[DATA SHOWN Boundary: Start]
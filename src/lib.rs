//! # notch - Network Device Session Agent
//!
//! `notch` runs commands against routers, switches and firewalls through a
//! uniform request/response API while keeping one persistent CLI session
//! per device. Sessions are expensive to set up on low-powered device CPUs,
//! so they are cached, reused, idled out when unused and re-established
//! once when the transport drops underneath a request.
//!
//! ## Features
//!
//! - **Session Caching**: at most one live session per device, shared by
//!   queued callers
//! - **Three Transports**: SSH exec channels (JunOS), expect-style SSH
//!   shells and expect-style telnet
//! - **Vendor Dialects**: IOS, TiMOS, FTOS, ScreenOS, Nortel, Omniswitch,
//!   Arbor, ADVA, NOS and BiNOS prompt and login handling
//! - **Last-Match Credentials**: regexp-selected credentials, later rules
//!   override earlier ones, no match fails closed
//! - **Client Dispatcher**: asynchronous requests with callbacks, bulk wait
//!   and cancellation, round-robin or latency-aware agent selection
//!
//! ## Quick Start
//!
//! ```rust,no_run
//! use notch::agent::Agent;
//!
//! #[tokio::main]
//! async fn main() -> Result<(), Box<dyn std::error::Error>> {
//!     let agent = Agent::from_config_file("notch.yaml")?;
//!     agent.start_maintenance();
//!
//!     for device in agent.devices_matching("^ar.*")? {
//!         let output = agent.command(&device, "show version", None).await?;
//!         println!("{device}: {output}");
//!     }
//!
//!     agent.shutdown().await;
//!     Ok(())
//! }
//! ```
//!
//! ## Main Components
//!
//! - [`agent::Agent`] - The request surface: devices_matching, devices_info,
//!   command, get_config, set_config
//! - [`session::SessionManager`] - Session cache, idle eviction and retry
//! - [`driver::DeviceDriver`] - Transport/vendor drivers behind one contract
//! - [`credential::CredentialStore`] - Last-match credential resolution
//! - [`client::Client`] - Asynchronous dispatcher over several agents
//! - [`error::AgentError`] - Error taxonomy shared by every layer

pub mod agent;
pub mod client;
pub mod config;
pub mod credential;
pub mod device;
pub mod driver;
pub mod error;
pub mod executor;
pub mod inventory;
pub mod rpc;
pub mod session;
pub mod templates;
[DATA SHOWN Boundary: End]
WORK INSTRUCTIONS: All of the data above needs to be set down again exactly. Include every line.

ANSWER BOX:
filename src/lib.rs
//! # notch - Network Device Session Agent
//!
//! `notch` runs commands against routers, switches and firewalls through a
//! uniform request/response API while keeping one persistent CLI session
//! per device. Sessions are expensive to set up on low-powered device CPUs,
//! so they are cached, reused, idled out when unused and re-established
//! once when the transport drops underneath a request.
//!
//! ## Features
//!
//! - **Session Caching**: at most one live session per device, shared by
//!   queued callers
//! - **Three Transports**: SSH exec channels (JunOS), expect-style SSH
//!   shells and expect-style telnet
//! - **Vendor Dialects**: IOS, TiMOS, FTOS, ScreenOS, Nortel, Omniswitch,
//!   Arbor, ADVA, NOS and BiNOS prompt and login handling
//! - **Last-Match Credentials**: regexp-selected credentials, later rules
//!   override earlier ones, no match fails closed
//! - **Client Dispatcher**: asynchronous requests with callbacks, bulk wait
//!   and cancellation, round-robin or latency-aware agent selection
//!
//! ## Quick Start
//!
//! ```rust,no_run
//! use notch::agent::Agent;
//!
//! #[tokio::main]
//! async fn main() -> Result<(), Box<dyn std::error::Error>> {
//!     let agent = Agent::from_config_file("notch.yaml")?;
//!     agent.start_maintenance();
//!
//!     for device in agent.devices_matching("^ar.*")? {
//!         let output = agent.command(&device, "show version", None).await?;
//!         println!("{device}: {output}");
//!     }
//!
//!     agent.shutdown().await;
//!     Ok(())
//! }
//! ```
//!
//! ## Main Components
//!
//! - [`agent::Agent`] - The request surface: devices_matching, devices_info,
//!   command, get_config, set_config
//! - [`session::SessionManager`] - Session cache, idle eviction and retry
//! - [`driver::DeviceDriver`] - Transport/vendor drivers behind one contract
//! - [`credential::CredentialStore`] - Last-match credential resolution
//! - [`client::Client`] - Asynchronous dispatcher over several agents
//! - [`error::AgentError`] - Error taxonomy shared by every layer

pub mod agent;
pub mod client;
pub mod config;
pub mod credential;
pub mod device;
pub mod driver;
pub mod error;
pub mod executor;
pub mod inventory;
pub mod rpc;
pub mod session;
pub mod templates;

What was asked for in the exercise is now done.